Come stai vivendo da artista e persona questo periodo del covid-19?

Sono un po’ rassegnato perchè durante il lockdown avevo avvertito nell’aria un senso comune di partecipazione e di unione per sconfiggere insieme il nemico invisibile: non a caso sono diventato volontario in Protezione Civile e, prima del Covid, in Croce Rossa. Mi sono vaccinato e capisco anche i punti di vista divergenti (ma razionali) che ci sono a tal proposito, solo che ho dovuto ascoltare storie di famiglie che comandano il mondo, anime che si solleveranno dai corpi per le strade e complotti di trasmettitori G5 inseriti nei falsi vaccini che, insieme alle sbalorditive reazioni e rivoluzioni cui ho assistito sui Socials, mi hanno fatto riflettere sulla nuova società post-lockdown. Insomma ci risiamo: pensavo che la pandemìa ci aiutasse a sentirci più legati ed invece mi rendo conto che l’unico modo di ripulire la nostra popolosa società è dettata dagli inevitabili corsi e ricorsi storici di Giovan Battista Vico.

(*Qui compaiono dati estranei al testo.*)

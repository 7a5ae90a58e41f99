//! Decodes a data-blob-addressed [`pngine_module::Descriptor`] into the
//! concrete descriptor structs `GpuBackend::create_*` expects. Keys follow
//! the catalogue in `spec.md` §6.3; unknown keys are skipped (the
//! catalogue is explicitly an excerpt, and per §6.3 "unknown keys are
//! skipped by decoders").

use crate::backend::{
    BindGroupDescriptor, BindGroupLayoutDescriptor, BufferDescriptor, ComputePipelineDescriptor,
    PipelineLayoutDescriptor, QuerySetDescriptor, RenderBundleDescriptor, RenderPassDescriptor,
    RenderPipelineDescriptor, SamplerDescriptor, ShaderModuleDescriptor, TextureDescriptor,
    TextureViewDescriptor,
};
use crate::error::{Error, Result};
use pngine_module::{Descriptor, StringTable, Value};

pub mod texture_keys {
    pub const WIDTH: u8 = 0;
    pub const HEIGHT: u8 = 1;
    pub const DEPTH_OR_ARRAY_LAYERS: u8 = 2;
    pub const MIP_LEVEL_COUNT: u8 = 3;
    pub const SAMPLE_COUNT: u8 = 4;
    pub const FORMAT: u8 = 5;
    pub const USAGE: u8 = 6;
    pub const CANVAS_SIZED: u8 = 7;
    pub const TEXTURE_ID: u8 = 8;
}

pub mod sampler_keys {
    pub const ADDRESS_MODE_U: u8 = 0;
    pub const ADDRESS_MODE_V: u8 = 1;
    pub const ADDRESS_MODE_W: u8 = 2;
    pub const MAG_FILTER: u8 = 3;
    pub const MIN_FILTER: u8 = 4;
    pub const MIPMAP_FILTER: u8 = 5;
    pub const LOD_MIN_CLAMP: u8 = 6;
    pub const LOD_MAX_CLAMP: u8 = 7;
}

pub mod pipeline_keys {
    pub const LAYOUT: u8 = 0;
    pub const VERTEX_MODULE: u8 = 1;
    pub const VERTEX_ENTRY_POINT: u8 = 2;
    pub const FRAGMENT_MODULE: u8 = 3;
    pub const FRAGMENT_ENTRY_POINT: u8 = 4;
    pub const TOPOLOGY: u8 = 5;
    pub const COMPUTE_MODULE: u8 = 1;
    pub const COMPUTE_ENTRY_POINT: u8 = 2;
}

fn field_u32(descriptor: &Descriptor, key: u8, default: u32) -> u32 {
    match descriptor.field(key) {
        Some(Value::U32(v)) => *v,
        _ => default,
    }
}

fn field_bool(descriptor: &Descriptor, key: u8, default: bool) -> bool {
    match descriptor.field(key) {
        Some(Value::Bool(v)) => *v,
        _ => default,
    }
}

fn field_string<'a>(
    descriptor: &Descriptor,
    key: u8,
    strings: &StringTable<'a>,
    default: &'a str,
) -> Result<&'a str> {
    match descriptor.field(key) {
        Some(Value::StringId(id)) => Ok(strings.get(*id)?),
        _ => Ok(default),
    }
}

pub fn decode_buffer_descriptor(size: u32, usage: u32, pool: u32) -> BufferDescriptor {
    BufferDescriptor {
        size: size as u64,
        usage: wgpu_types::BufferUsages::from_bits_truncate(usage),
        pool: pool.max(1),
    }
}

pub fn decode_texture_descriptor(blob: &[u8]) -> Result<TextureDescriptor> {
    let descriptor = Descriptor::parse(blob).map_err(|_| {
        Error::InvalidArgument("texture descriptor blob is malformed".to_string())
    })?;
    use texture_keys::*;
    Ok(TextureDescriptor {
        width: field_u32(&descriptor, WIDTH, 1),
        height: field_u32(&descriptor, HEIGHT, 1),
        depth_or_array_layers: field_u32(&descriptor, DEPTH_OR_ARRAY_LAYERS, 1),
        mip_level_count: field_u32(&descriptor, MIP_LEVEL_COUNT, 1),
        sample_count: field_u32(&descriptor, SAMPLE_COUNT, 1),
        dimension: wgpu_types::TextureDimension::D2,
        format: texture_format_from_u32(field_u32(
            &descriptor,
            FORMAT,
            texture_format_to_u32(wgpu_types::TextureFormat::Rgba8Unorm),
        )),
        usage: wgpu_types::TextureUsages::from_bits_truncate(field_u32(&descriptor, USAGE, 0)),
        canvas_sized: field_bool(&descriptor, CANVAS_SIZED, false),
    })
}

/// A small fixed mapping between the handful of texture formats PNGine
/// actually declares in descriptors and their on-wire `u32` tag, since
/// `wgpu_types::TextureFormat` itself has no stable numeric representation
/// to round-trip through a descriptor field.
fn texture_format_to_u32(format: wgpu_types::TextureFormat) -> u32 {
    use wgpu_types::TextureFormat::*;
    match format {
        Rgba8Unorm => 0,
        Rgba8UnormSrgb => 1,
        Bgra8Unorm => 2,
        Bgra8UnormSrgb => 3,
        Depth32Float => 4,
        _ => 0,
    }
}

fn texture_format_from_u32(tag: u32) -> wgpu_types::TextureFormat {
    use wgpu_types::TextureFormat::*;
    match tag {
        1 => Rgba8UnormSrgb,
        2 => Bgra8Unorm,
        3 => Bgra8UnormSrgb,
        4 => Depth32Float,
        _ => Rgba8Unorm,
    }
}

pub fn decode_texture_view_descriptor(blob: &[u8]) -> Result<TextureViewDescriptor> {
    let descriptor = Descriptor::parse(blob).map_err(|_| {
        Error::InvalidArgument("texture view descriptor blob is malformed".to_string())
    })?;
    Ok(TextureViewDescriptor {
        texture_id: field_u32(&descriptor, texture_keys::TEXTURE_ID, 0),
        format: descriptor
            .field(texture_keys::FORMAT)
            .and_then(|v| match v {
                Value::U32(tag) => Some(texture_format_from_u32(*tag)),
                _ => None,
            }),
        dimension: None,
    })
}

pub fn decode_sampler_descriptor(blob: &[u8]) -> Result<SamplerDescriptor> {
    let descriptor = Descriptor::parse(blob).map_err(|_| {
        Error::InvalidArgument("sampler descriptor blob is malformed".to_string())
    })?;
    use sampler_keys::*;
    let address_mode = |key| match field_u32(&descriptor, key, 0) {
        1 => wgpu_types::AddressMode::Repeat,
        2 => wgpu_types::AddressMode::MirrorRepeat,
        _ => wgpu_types::AddressMode::ClampToEdge,
    };
    let filter = |key| match field_u32(&descriptor, key, 0) {
        1 => wgpu_types::FilterMode::Linear,
        _ => wgpu_types::FilterMode::Nearest,
    };
    Ok(SamplerDescriptor {
        address_mode_u: address_mode(ADDRESS_MODE_U),
        address_mode_v: address_mode(ADDRESS_MODE_V),
        address_mode_w: address_mode(ADDRESS_MODE_W),
        mag_filter: filter(MAG_FILTER),
        min_filter: filter(MIN_FILTER),
        mipmap_filter: filter(MIPMAP_FILTER),
        compare: None,
        lod_min_clamp: f32::from_bits(field_u32(&descriptor, LOD_MIN_CLAMP, 0f32.to_bits())),
        lod_max_clamp: f32::from_bits(field_u32(&descriptor, LOD_MAX_CLAMP, 32f32.to_bits())),
    })
}

pub fn decode_shader_module_descriptor(blob: &[u8]) -> Result<ShaderModuleDescriptor> {
    let source = shader_source_bytes(blob);
    let source = std::str::from_utf8(source)
        .map_err(|_| Error::ShaderCompile("shader source blob is not valid UTF-8".to_string()))?;
    Ok(ShaderModuleDescriptor {
        source: source.to_string(),
    })
}

/// A pre-reflected shader module's struct-layout hint for one uniform
/// binding: `nannou_isf::pipeline::IsfPipeline` precedent for cross-checking
/// a shader's expected bind layout ahead of pipeline creation, reworked
/// here as a best-effort blob-level convention (`SPEC_FULL.md` §4.9).
#[derive(Debug, Clone, Copy, PartialEq, Eq)]
pub struct ReflectionHint {
    pub group: u8,
    pub binding: u8,
    pub total_size: u32,
}

const REFLECTION_TAG: u8 = 0x01;

/// A shader module blob is either ordinary source (any leading byte other
/// than [`REFLECTION_TAG`] — the common case, since WGSL/SPIR-V source never
/// starts with that byte) or tagged pre-reflected: `[0x01][hint_count:u8]
/// [{group:u8, binding:u8, total_size:u32 LE}; hint_count][source...]`.
/// Returns `None` for untagged blobs.
pub fn parse_reflection_hints(blob: &[u8]) -> Option<Vec<ReflectionHint>> {
    if blob.first() != Some(&REFLECTION_TAG) {
        return None;
    }
    let count = *blob.get(1)? as usize;
    let mut hints = Vec::with_capacity(count);
    let mut pos = 2usize;
    for _ in 0..count {
        let group = *blob.get(pos)?;
        let binding = *blob.get(pos + 1)?;
        let size_bytes: [u8; 4] = blob.get(pos + 2..pos + 6)?.try_into().ok()?;
        hints.push(ReflectionHint {
            group,
            binding,
            total_size: u32::from_le_bytes(size_bytes),
        });
        pos += 6;
    }
    Some(hints)
}

/// The raw source bytes of a shader module blob, with the reflection tag
/// and hint block (if any) stripped off.
fn shader_source_bytes(blob: &[u8]) -> &[u8] {
    if blob.first() != Some(&REFLECTION_TAG) {
        return blob;
    }
    let count = blob.get(1).copied().unwrap_or(0) as usize;
    let hints_end = 2 + count * 6;
    blob.get(hints_end..).unwrap_or(&[])
}

pub fn decode_bind_group_layout_descriptor(blob: &[u8]) -> BindGroupLayoutDescriptor {
    BindGroupLayoutDescriptor {
        entries: blob.to_vec(),
    }
}

pub fn decode_pipeline_layout_descriptor(blob: &[u8]) -> Result<PipelineLayoutDescriptor> {
    let descriptor = Descriptor::parse(blob).map_err(|_| {
        Error::InvalidArgument("pipeline layout descriptor blob is malformed".to_string())
    })?;
    let bind_group_layout_ids = descriptor
        .fields
        .iter()
        .filter_map(|f| match f.value {
            Value::U32(id) => Some(id),
            _ => None,
        })
        .collect();
    Ok(PipelineLayoutDescriptor {
        bind_group_layout_ids,
    })
}

pub fn decode_bind_group_descriptor(blob: &[u8]) -> Result<BindGroupDescriptor> {
    let descriptor = Descriptor::parse(blob).map_err(|_| {
        Error::InvalidArgument("bind group descriptor blob is malformed".to_string())
    })?;
    let layout_id = field_u32(&descriptor, 0, 0);
    let entries = descriptor
        .fields
        .iter()
        .skip(1)
        .filter_map(|f| match f.value {
            Value::U32(id) => Some(id),
            _ => None,
        })
        .collect();
    Ok(BindGroupDescriptor { layout_id, entries })
}

pub fn decode_render_pipeline_descriptor<'a>(
    blob: &[u8],
    strings: &StringTable<'a>,
) -> Result<RenderPipelineDescriptor> {
    let descriptor = Descriptor::parse(blob).map_err(|_| {
        Error::PipelineCreate("render pipeline descriptor blob is malformed".to_string())
    })?;
    use pipeline_keys::*;
    let layout_id = descriptor.field(LAYOUT).and_then(|v| match v {
        Value::U32(id) => Some(*id),
        _ => None,
    });
    let fragment_module_id = descriptor.field(FRAGMENT_MODULE).and_then(|v| match v {
        Value::U32(id) => Some(*id),
        _ => None,
    });
    Ok(RenderPipelineDescriptor {
        layout_id,
        vertex_module_id: field_u32(&descriptor, VERTEX_MODULE, 0),
        vertex_entry_point: field_string(&descriptor, VERTEX_ENTRY_POINT, strings, "vs_main")?
            .to_string(),
        fragment_module_id,
        fragment_entry_point: if fragment_module_id.is_some() {
            Some(field_string(&descriptor, FRAGMENT_ENTRY_POINT, strings, "fs_main")?.to_string())
        } else {
            None
        },
        topology: wgpu_types::PrimitiveTopology::TriangleList,
    })
}

pub fn decode_compute_pipeline_descriptor<'a>(
    blob: &[u8],
    strings: &StringTable<'a>,
) -> Result<ComputePipelineDescriptor> {
    let descriptor = Descriptor::parse(blob).map_err(|_| {
        Error::PipelineCreate("compute pipeline descriptor blob is malformed".to_string())
    })?;
    use pipeline_keys::*;
    let layout_id = descriptor.field(LAYOUT).and_then(|v| match v {
        Value::U32(id) => Some(*id),
        _ => None,
    });
    Ok(ComputePipelineDescriptor {
        layout_id,
        module_id: field_u32(&descriptor, COMPUTE_MODULE, 0),
        entry_point: field_string(&descriptor, COMPUTE_ENTRY_POINT, strings, "main")?.to_string(),
    })
}

pub fn decode_query_set_descriptor(blob: &[u8]) -> Result<QuerySetDescriptor> {
    let descriptor = Descriptor::parse(blob)
        .map_err(|_| Error::InvalidArgument("query set descriptor blob is malformed".to_string()))?;
    Ok(QuerySetDescriptor {
        count: field_u32(&descriptor, 0, 1),
    })
}

pub fn decode_render_bundle_descriptor(blob: &[u8]) -> RenderBundleDescriptor {
    RenderBundleDescriptor {
        encoded: blob.to_vec(),
    }
}

/// Decodes a `begin_render_pass` data-blob argument. Key 0 holds the color
/// attachment's texture-view resource ID, if the pass renders to a texture
/// rather than the default surface.
pub fn decode_render_pass_descriptor(blob: &[u8]) -> Result<RenderPassDescriptor> {
    if blob.is_empty() {
        return Ok(RenderPassDescriptor {
            color_attachment_texture_view_id: None,
        });
    }
    let descriptor = Descriptor::parse(blob).map_err(|_| {
        Error::InvalidArgument("render pass descriptor blob is malformed".to_string())
    })?;
    Ok(RenderPassDescriptor {
        color_attachment_texture_view_id: descriptor.field(0).and_then(|v| match v {
            Value::U32(id) => Some(*id),
            _ => None,
        }),
    })
}

#[cfg(test)]
mod tests {
    use super::*;
    use pngine_module::{Field, Value};

    #[test]
    fn texture_descriptor_applies_domain_defaults_for_missing_fields() {
        let blob = Descriptor {
            descriptor_type: 1,
            fields: vec![Field {
                key: texture_keys::WIDTH,
                value: Value::U32(256),
            }],
        };
        let mut buf = Vec::new();
        blob.write(&mut buf).unwrap();
        let decoded = decode_texture_descriptor(&buf).unwrap();
        assert_eq!(decoded.width, 256);
        assert_eq!(decoded.height, 1);
        assert_eq!(decoded.format, wgpu_types::TextureFormat::Rgba8Unorm);
    }

    #[test]
    fn buffer_descriptor_from_plain_operands() {
        let descriptor = decode_buffer_descriptor(1024, 0b0010_0000, 2);
        assert_eq!(descriptor.size, 1024);
        assert_eq!(descriptor.pool, 2);
    }

    #[test]
    fn untagged_shader_blob_has_no_reflection_hints() {
        let blob = b"fn vs_main() {}";
        assert_eq!(parse_reflection_hints(blob), None);
        let decoded = decode_shader_module_descriptor(blob).unwrap();
        assert_eq!(decoded.source, "fn vs_main() {}");
    }

    #[test]
    fn tagged_shader_blob_yields_hints_and_strips_them_from_source() {
        let mut blob = vec![REFLECTION_TAG, 1, 0, 0];
        blob.extend_from_slice(&16u32.to_le_bytes());
        blob.extend_from_slice(b"fn vs_main() {}");

        let hints = parse_reflection_hints(&blob).unwrap();
        assert_eq!(
            hints,
            vec![ReflectionHint {
                group: 0,
                binding: 0,
                total_size: 16,
            }]
        );
        let decoded = decode_shader_module_descriptor(&blob).unwrap();
        assert_eq!(decoded.source, "fn vs_main() {}");
    }
}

Come artista invece le cose sono andate meglio perchè, a parte lo spiacevole fatto che sono state azzerate tutte le date per esibirsi con il pubblico, in compenso, proprio per la nostra fragilità su questo mondo emersa con questa grave pandemìa, ho deciso di far uscire le mie canzoni prima che la mia anima esca dal rispettivo corpo.

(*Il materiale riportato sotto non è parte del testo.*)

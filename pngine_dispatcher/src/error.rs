use thiserror::Error;

/// Dispatcher and resource errors: wrong pass context, malformed operands,
/// and backend failures surfaced through `last_error`.
#[derive(Debug, Error, Clone, PartialEq, Eq)]
pub enum Error {
    #[error("opcode {opcode:#04x} is not legal in pass state {state}")]
    InvalidState { opcode: u8, state: &'static str },

    #[error("{0}")]
    InvalidArgument(String),

    #[error("resource id {id} not found in the {class} table (len {len})")]
    ResourceNotFound {
        class: &'static str,
        id: u32,
        len: usize,
    },

    #[error("backend failed to create a pipeline: {0}")]
    PipelineCreate(String),

    #[error("backend failed to compile a shader module: {0}")]
    ShaderCompile(String),

    #[error("surface acquisition failed: {0}")]
    SurfaceFailed(String),

    #[error("no texture available for this frame")]
    TextureUnavailable,

    #[error("render pass failed: {0}")]
    RenderFailed(String),

    #[error("compute pass failed: {0}")]
    ComputeFailed(String),

    #[error("out of memory while allocating {0} bytes")]
    OutOfMemory(u64),

    #[error(transparent)]
    Module(#[from] pngine_module::Error),
}

pub type Result<T> = std::result::Result<T, Error>;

Progetti a breve e lungo termine?

Oltre alle pubblicazioni mensili dei miei nuovi brani, sto realizzando per ciascuna un videoclip da affiancare e, quando posso, partecipo ai vari festival e talent che ci sono in giro. Ad esempio “Canto di Strega” ad Agosto è arrivata alle semifinali del concorso Spazio d’Autore di San Gimignano. Ora sto aspettando l’esito della preiscrizione al contest “Una voce per San Marino”. A Dicembre uscirò con un EP e ad Aprile prossimo conto di far uscire il mio primo album completo con una decina di canzoni. Ovviamente, essendo totalmente indipendente e non essendoci alcuna entrata, il progetto potrà subire variazioni proprio in base alla personale disponibilità del momento. Io ce la metto tutta e spero che più persone possibili mi incoraggino in questo mio progetto semplicemente mettendo like, pollici alzati e ascoltandomi gratuitamente sulle varie piattaforme di streaming. Anche ricevere messaggi incoraggianti fa molto bene al fragile spirito dell’artista sconosciuto.